It's a tricky road to navigate: taking the keys away without leaving a loved one feeling like a person is taking their independence as well.

Catherine Hart turned 92 this month.

"When you're around young people, you don't feel old," she said.

Though she likes to get out, her kids started getting concerned about how she got out and about.

"She did pass her driver's test and had a driver's license. But we were just noticing, with her slower reflexes and a couple of little fender benders, that it was time to stop," said Pam Miller, Hart's daughter.

Hart agreed and switched to a non-driver's license.

"It's kind of dangerous for seniors. They don't have the ability to do quick thinking," she said.

Soon after, Hart's kids hired Jody Layne. The senior helper visits Hart for three hours every other day.

"We've gone to Cameron; we've gone to Jeff City," said Layne.

A AAA survey released this month shows that most seniors self-monitor and avoid driving on busy highways, in the rain or at night. But sometimes that's not enough. There are publicly funded options like ride-sharing, but the setup at the Hart home offers something that doesn't.

"She's always been very adamant she wants to hold onto her car," said Miller of her mom.

"She just gives me the keys and I drive her around. It's very similar to Driving Miss Daisy," said Layne of how she and Hart spend some of their time together.

When the fit is right between a senior and their helper, it offers even more.

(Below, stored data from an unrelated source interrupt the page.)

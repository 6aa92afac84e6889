//! Subcommand handlers

use crate::generator::ProcessGenerator;
use clap::ArgMatches;
use space_config::SpaceConfig;
use space_parser::space::formats::{FormatError, FormatRegistry, TreevizFormatter};
use space_parser::space::generation::{
    append_generated, error_record_text, generate_into, GenerateError, STARTER_TEMPLATE,
};
use space_parser::space::loader::{DocumentLoader, LoaderError};
use space_parser::space::serializer::serialize_with_preamble;
use std::fmt;
use std::io::Read;
use tracing::{info, warn};

/// Error surfaced to the user by a subcommand
#[derive(Debug)]
pub enum CliError {
    Load(LoaderError),
    Format(FormatError),
    Generate(GenerateError),
    Io(std::io::Error),
    Usage(String),
}

impl fmt::Display for CliError {
    fn fmt(&self, f: &mut fmt::Formatter<'_>) -> fmt::Result {
        match self {
            CliError::Load(e) => write!(f, "{}", e),
            CliError::Format(e) => write!(f, "{}", e),
            CliError::Generate(e) => write!(f, "{}", e),
            CliError::Io(e) => write!(f, "IO error: {}", e),
            CliError::Usage(msg) => write!(f, "{}", msg),
        }
    }
}

impl std::error::Error for CliError {}

impl From<LoaderError> for CliError {
    fn from(err: LoaderError) -> Self {
        CliError::Load(err)
    }
}

impl From<FormatError> for CliError {
    fn from(err: FormatError) -> Self {
        CliError::Format(err)
    }
}

impl From<GenerateError> for CliError {
    fn from(err: GenerateError) -> Self {
        CliError::Generate(err)
    }
}

impl From<std::io::Error> for CliError {
    fn from(err: std::io::Error) -> Self {
        CliError::Io(err)
    }
}

type CliResult = Result<(), CliError>;

fn path_of(matches: &ArgMatches) -> &str {
    matches
        .get_one::<String>("path")
        .map(String::as_str)
        .unwrap_or("-")
}

fn load(path: &str) -> Result<DocumentLoader, CliError> {
    if path == "-" {
        let mut source = String::new();
        std::io::stdin().read_to_string(&mut source)?;
        Ok(DocumentLoader::from_string(source))
    } else {
        Ok(DocumentLoader::from_path(path)?)
    }
}

/// Print to stdout, or write back to the source file with `--write`.
fn emit(matches: &ArgMatches, path: &str, mut text: String) -> CliResult {
    if !text.is_empty() && !text.ends_with('\n') {
        text.push('\n');
    }
    if matches.get_flag("write") {
        if path == "-" {
            return Err(CliError::Usage(
                "--write needs a file path, not stdin".to_string(),
            ));
        }
        std::fs::write(path, text)?;
        info!(path, "wrote document");
    } else {
        print!("{}", text);
    }
    Ok(())
}

pub fn inspect(config: &SpaceConfig, matches: &ArgMatches) -> CliResult {
    let path = path_of(matches);
    let doc = load(path)?.parse();
    if doc.error_count() > 0 {
        warn!(path, errors = doc.error_count(), "document has malformed headers");
    }

    let mut options = config.inspect.treeviz_options();
    options.show_line_numbers |= matches.get_flag("line-numbers");

    let mut registry = FormatRegistry::with_defaults();
    registry.register(TreevizFormatter::new(options));

    let format = matches
        .get_one::<String>("format")
        .unwrap_or(&config.output.format);
    let output = registry.serialize(&doc, format).map_err(|e| match e {
        FormatError::FormatNotFound(name) => CliError::Usage(format!(
            "Format '{}' not found. Available formats: {}",
            name,
            registry.list_formats().join(", ")
        )),
        other => CliError::Format(other),
    })?;

    print!("{}", output);
    Ok(())
}

pub fn format(config: &SpaceConfig, matches: &ArgMatches) -> CliResult {
    let path = path_of(matches);
    let doc = load(path)?.parse();

    let keep_preamble = config.output.keep_preamble || matches.get_flag("keep-preamble");
    let preamble = if keep_preamble { doc.preamble.as_str() } else { "" };

    emit(matches, path, serialize_with_preamble(preamble, &doc.records))
}

pub fn prompt(config: &SpaceConfig, matches: &ArgMatches) -> CliResult {
    let loader = load(path_of(matches))?;
    let command = matches
        .get_one::<String>("command")
        .map(String::as_str)
        .unwrap_or_default();

    let request = config.generation.request(command, Some(loader.source()));
    if matches.get_flag("system") {
        println!("{}", request.system_instruction);
    }
    println!("{}", request.prompt);
    Ok(())
}

pub fn append(config: &SpaceConfig, matches: &ArgMatches) -> CliResult {
    let path = path_of(matches);
    let loader = load(path)?;
    let command = matches
        .get_one::<String>("message")
        .map(String::as_str)
        .unwrap_or_default();
    let exec: Vec<String> = matches
        .get_many::<String>("exec")
        .map(|values| values.cloned().collect())
        .unwrap_or_default();

    let generator = ProcessGenerator::from_args(&exec)
        .ok_or_else(|| CliError::Usage("append needs a generator program".to_string()))?;
    let request = config.generation.request(command, Some(loader.source()));

    let text = match generate_into(&generator, &request, loader.source()) {
        Ok(text) => text,
        Err(e) if matches.get_flag("inline-errors") => {
            warn!(error = %e, "generator failed, appending error record");
            append_generated(loader.source(), &error_record_text(&e))
        }
        Err(e) => return Err(e.into()),
    };

    let doc = space_parser::parse(&text);
    info!(records = doc.record_count(), "document after append");
    emit(matches, path, text)
}

pub fn template() -> CliResult {
    println!("{}", STARTER_TEMPLATE);
    Ok(())
}

pub fn list_formats() -> CliResult {
    let registry = FormatRegistry::with_defaults();
    println!("Available output formats:\n");
    for (name, description) in registry.describe() {
        println!("  {}", name);
        println!("    {}", description);
        println!();
    }
    Ok(())
}
//! # space
//!
//! A parser for the Space record format.
//!
//! A Space document is a stream of header-delimited blocks. Each header starts with the
//! anchor glyph `⫻` followed by `name[/subtype][:place]`, and each block's body runs
//! until the next header or the end of the text:
//!
//! ```text
//! ⫻status/meta:0
//! SUCCESS. Processed inputs.
//!
//! ⫻data/json:store
//! {"processed_count": 4}
//! ```
//!
//! File Layout
//!
//!     src/space
//!       ├── ast          Records and documents
//!       ├── header       The header line grammar
//!       ├── lexing       Line classification
//!       ├── parsing      Grouping lines into records
//!       ├── serializer   Records back to text
//!       ├── formats      Output formats (json, yaml, treeviz, space)
//!       ├── loader       Reading sources from files or strings
//!       ├── generation   Boundary to generative text services
//!       └── testing      Fluent assertions for tests
//!
//! Parsing never fails: every text is a valid input. A header whose suffix does not match
//! the grammar still opens a new block, flagged with a fixed error signature.

pub mod space;

pub use space::ast::{Document, Record, RecordId};
pub use space::parsing::parse;
pub use space::serializer::serialize;
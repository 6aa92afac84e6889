//! Generator backed by an external program
//!
//! The program gets the prompt on stdin and must print Space records on stdout. The
//! system instruction, model and temperature are passed in the environment as
//! `SPACE_SYSTEM_INSTRUCTION`, `SPACE_MODEL` and `SPACE_TEMPERATURE`, so any wrapper
//! script around a model client can be plugged in.

use space_parser::space::generation::{GenerateError, GenerationRequest, Generator};
use std::io::Write;
use std::process::{Command, Stdio};
use std::thread;
use tracing::debug;

#[derive(Debug, Clone)]
pub struct ProcessGenerator {
    program: String,
    args: Vec<String>,
}

impl ProcessGenerator {
    /// Build from `[program, args...]`. Returns `None` for an empty list.
    pub fn from_args(exec: &[String]) -> Option<Self> {
        let (program, args) = exec.split_first()?;
        Some(Self {
            program: program.clone(),
            args: args.to_vec(),
        })
    }
}

impl Generator for ProcessGenerator {
    fn generate(&self, request: &GenerationRequest) -> Result<String, GenerateError> {
        debug!(program = %self.program, args = ?self.args, "spawning generator");

        let mut child = Command::new(&self.program)
            .args(&self.args)
            .env("SPACE_SYSTEM_INSTRUCTION", &request.system_instruction)
            .env("SPACE_MODEL", &request.model)
            .env("SPACE_TEMPERATURE", request.temperature.to_string())
            .stdin(Stdio::piped())
            .stdout(Stdio::piped())
            .stderr(Stdio::piped())
            .spawn()
            .map_err(|e| GenerateError::NotConfigured(format!("{}: {}", self.program, e)))?;

        // stdin is fed from its own thread while this one drains stdout and stderr
        let writer = child.stdin.take().map(|mut stdin| {
            let prompt = request.prompt.clone();
            thread::spawn(move || {
                // A program that exits without reading its input is not an error by itself
                if let Err(e) = stdin.write_all(prompt.as_bytes()) {
                    debug!(error = %e, "generator closed stdin early");
                }
            })
        });

        let output = child
            .wait_with_output()
            .map_err(|e| GenerateError::Service(e.to_string()))?;

        if let Some(writer) = writer {
            writer
                .join()
                .map_err(|_| GenerateError::Service("prompt writer panicked".to_string()))?;
        }

        if !output.status.success() {
            let stderr = String::from_utf8_lossy(&output.stderr);
            let detail = match stderr.trim() {
                "" => output.status.to_string(),
                msg => msg.to_string(),
            };
            return Err(GenerateError::Service(detail));
        }

        String::from_utf8(output.stdout)
            .map_err(|_| GenerateError::Service("generator output is not UTF-8".to_string()))
    }
}
//! Property-based tests for the parser and serializer
//!
//! These tests check the guarantees that hold for every input:
//! - parsing never panics, whatever the text
//! - every line lands in exactly one of preamble, header or body
//! - well-formed records survive serialize-then-parse unchanged
//! - parsing is deterministic

use proptest::prelude::*;
use space_parser::space::ast::Record;
use space_parser::space::header::header_text;
use space_parser::space::lexing::{split_lines, tokenize};
use space_parser::space::parsing::parse;
use space_parser::space::serializer::serialize;

/// Generate a header identifier
fn identifier_strategy() -> impl Strategy<Value = String> {
    "[A-Za-z0-9_-]{1,8}"
}

/// Generate a well-formed header line, with and without the optional parts
fn header_strategy() -> impl Strategy<Value = String> {
    (
        identifier_strategy(),
        proptest::option::of(identifier_strategy()),
        proptest::option::of(identifier_strategy()),
    )
        .prop_map(|(name, subtype, place)| {
            let mut header = format!("⫻{name}");
            if let Some(subtype) = subtype {
                header.push('/');
                header.push_str(&subtype);
            }
            if let Some(place) = place {
                header.push(':');
                header.push_str(&place);
            }
            header
        })
}

/// Generate a content line that never starts with the anchor
fn content_line_strategy() -> impl Strategy<Value = String> {
    prop_oneof![
        // Prose
        "[a-zA-Z0-9 .,!?]{0,30}",
        // JSON-ish
        "\\{\"[a-z]{1,5}\": [0-9]{1,3}\\}",
        // Bullets, possibly mentioning the anchor
        "- [a-z⫻/:]{0,10}",
        // Blank
        "",
        // Carriage returns left inside the text
        "[a-z ]{0,8}\r",
        "\r",
    ]
}

/// Generate a body the way the parser would store it: joined lines, trimmed
fn body_strategy() -> impl Strategy<Value = String> {
    prop::collection::vec(content_line_strategy(), 0..6)
        .prop_map(|lines| lines.join("\n").trim().to_string())
}

/// Generate any line: well-formed headers, malformed headers and content
fn any_line_strategy() -> impl Strategy<Value = String> {
    prop_oneof![
        header_strategy(),
        "⫻[a-z /:.]{0,8}",
        // Indented anchors are content
        " +⫻[a-z]{0,6}",
        content_line_strategy(),
    ]
}

fn document_strategy() -> impl Strategy<Value = String> {
    (
        prop::collection::vec(any_line_strategy(), 0..20),
        prop::bool::ANY,
    )
        .prop_map(|(lines, crlf)| lines.join(if crlf { "\r\n" } else { "\n" }))
}

proptest! {
    #[test]
    fn parse_never_panics(text in "\\PC*") {
        let doc = parse(&text);
        prop_assert_eq!(doc.records.len(), tokenize(&text).iter().filter(|t| t.is_header()).count());
    }

    #[test]
    fn round_trip_of_well_formed_records(
        records in prop::collection::vec((header_strategy(), body_strategy()), 0..8)
    ) {
        let records: Vec<Record> = records
            .into_iter()
            .map(|(header, body)| Record::from_header(header, body))
            .collect();

        let reparsed = parse(&serialize(&records));

        prop_assert_eq!(reparsed.preamble, "");
        prop_assert_eq!(reparsed.records, records);
    }

    #[test]
    fn every_line_is_attributed_exactly_once(text in document_strategy()) {
        let lines: Vec<&str> = split_lines(&text).collect();
        let doc = parse(&text);

        // The preamble starts the document and ends where the first header sits
        let first_header = doc
            .records
            .first()
            .map(|r| r.location.header_line)
            .unwrap_or(lines.len());
        prop_assert_eq!(doc.preamble_lines.clone(), 0..first_header);
        let preamble_text = lines[doc.preamble_lines.clone()].join("\n");
        prop_assert_eq!(preamble_text.trim(), doc.preamble.as_str());

        // Each record owns its header line and every line up to the next header
        for (i, record) in doc.records.iter().enumerate() {
            let next = doc
                .records
                .get(i + 1)
                .map(|r| r.location.header_line)
                .unwrap_or(lines.len());

            prop_assert_eq!(
                header_text(lines[record.location.header_line]),
                record.raw_header.as_str()
            );
            prop_assert_eq!(record.location.body.clone(), record.location.header_line + 1..next);
            let body_text = lines[record.location.body.clone()].join("\n");
            prop_assert_eq!(body_text.trim(), record.body.as_str());
        }
    }

    #[test]
    fn parsing_is_deterministic(text in document_strategy()) {
        let first = parse(&text);
        let second = parse(&text);
        let first_ids: Vec<_> = first.records.iter().map(|r| r.id).collect();
        let second_ids: Vec<_> = second.records.iter().map(|r| r.id).collect();

        prop_assert_eq!(first, second);
        prop_assert_eq!(first_ids, second_ids);
    }
}
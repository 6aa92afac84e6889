//! Fluent assertions for documents and records

use crate::space::ast::{Document, Record};

/// Create an assertion builder for a document
pub fn assert_doc(doc: &Document) -> DocumentAssertion<'_> {
    DocumentAssertion { doc }
}

pub struct DocumentAssertion<'a> {
    doc: &'a Document,
}

impl<'a> DocumentAssertion<'a> {
    pub fn preamble(self, expected: &str) -> Self {
        assert_eq!(
            self.doc.preamble, expected,
            "Document: expected preamble {:?}, found {:?}",
            expected, self.doc.preamble
        );
        self
    }

    pub fn record_count(self, expected: usize) -> Self {
        let names: Vec<_> = self.doc.records.iter().map(|r| r.name.as_str()).collect();
        assert_eq!(
            self.doc.records.len(),
            expected,
            "Document: expected {} records, found {} ({:?})",
            expected,
            self.doc.records.len(),
            names
        );
        self
    }

    /// Assert record names, in document order
    pub fn names(self, expected: &[&str]) -> Self {
        let names: Vec<_> = self.doc.records.iter().map(|r| r.name.as_str()).collect();
        assert_eq!(names, expected, "Document: record names differ");
        self
    }

    pub fn record<F>(self, index: usize, check: F) -> Self
    where
        F: FnOnce(RecordAssertion<'a>),
    {
        let record = self.doc.records.get(index).unwrap_or_else(|| {
            panic!(
                "Document: no record at index {}, document has {}",
                index,
                self.doc.records.len()
            )
        });
        check(RecordAssertion {
            record,
            context: format!("records[{index}]"),
        });
        self
    }

    /// Run a check against every record
    pub fn all_records<F>(self, mut check: F) -> Self
    where
        F: FnMut(RecordAssertion<'a>),
    {
        for (index, record) in self.doc.records.iter().enumerate() {
            check(RecordAssertion {
                record,
                context: format!("records[{index}]"),
            });
        }
        self
    }
}

pub struct RecordAssertion<'a> {
    record: &'a Record,
    context: String,
}

impl<'a> RecordAssertion<'a> {
    pub fn name(self, expected: &str) -> Self {
        assert_eq!(
            self.record.name, expected,
            "{}: expected name {:?}, found {:?}",
            self.context, expected, self.record.name
        );
        self
    }

    pub fn subtype(self, expected: &str) -> Self {
        assert_eq!(
            self.record.subtype, expected,
            "{}: expected subtype {:?}, found {:?}",
            self.context, expected, self.record.subtype
        );
        self
    }

    pub fn place(self, expected: &str) -> Self {
        assert_eq!(
            self.record.place, expected,
            "{}: expected place {:?}, found {:?}",
            self.context, expected, self.record.place
        );
        self
    }

    /// Assert name, subtype and place at once
    pub fn fields(self, name: &str, subtype: &str, place: &str) -> Self {
        self.name(name).subtype(subtype).place(place)
    }

    pub fn body(self, expected: &str) -> Self {
        assert_eq!(
            self.record.body, expected,
            "{}: expected body {:?}, found {:?}",
            self.context, expected, self.record.body
        );
        self
    }

    pub fn body_contains(self, needle: &str) -> Self {
        assert!(
            self.record.body.contains(needle),
            "{}: expected body to contain {:?}, found {:?}",
            self.context,
            needle,
            self.record.body
        );
        self
    }

    pub fn raw_header(self, expected: &str) -> Self {
        assert_eq!(
            self.record.raw_header, expected,
            "{}: expected raw header {:?}, found {:?}",
            self.context, expected, self.record.raw_header
        );
        self
    }

    pub fn is_parse_error(self) -> Self {
        assert!(
            self.record.is_parse_error(),
            "{}: expected a parse-error record, found {}",
            self.context,
            self.record.header()
        );
        self
    }

    pub fn is_well_formed(self) -> Self {
        assert!(
            !self.record.is_parse_error(),
            "{}: expected a well-formed record, found parse error for {:?}",
            self.context,
            self.record.raw_header
        );
        self
    }

    /// 0-based source line of the header
    pub fn header_line(self, expected: usize) -> Self {
        assert_eq!(
            self.record.location.header_line, expected,
            "{}: expected header on line {}, found {}",
            self.context, expected, self.record.location.header_line
        );
        self
    }
}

"She's (Hart) like my mother. She's like my mother. She's part of my family and my family's a part of her family," said Layne.

Layne's mom is in California and recently got a care giver herself. The two mothers talk on the phone with one woman saying, "Thank you for sharing your daughter," and the other responding, "Thank you for taking care of my daughter."

AAA created an interactive testing tool to check vision, reflexes and other things that can make driving trickier as people age. Click here for that link.

Click here for KC 4 Aging in Community's website.

Click here for the Mid-America Regional Council's Aging Transportation Program.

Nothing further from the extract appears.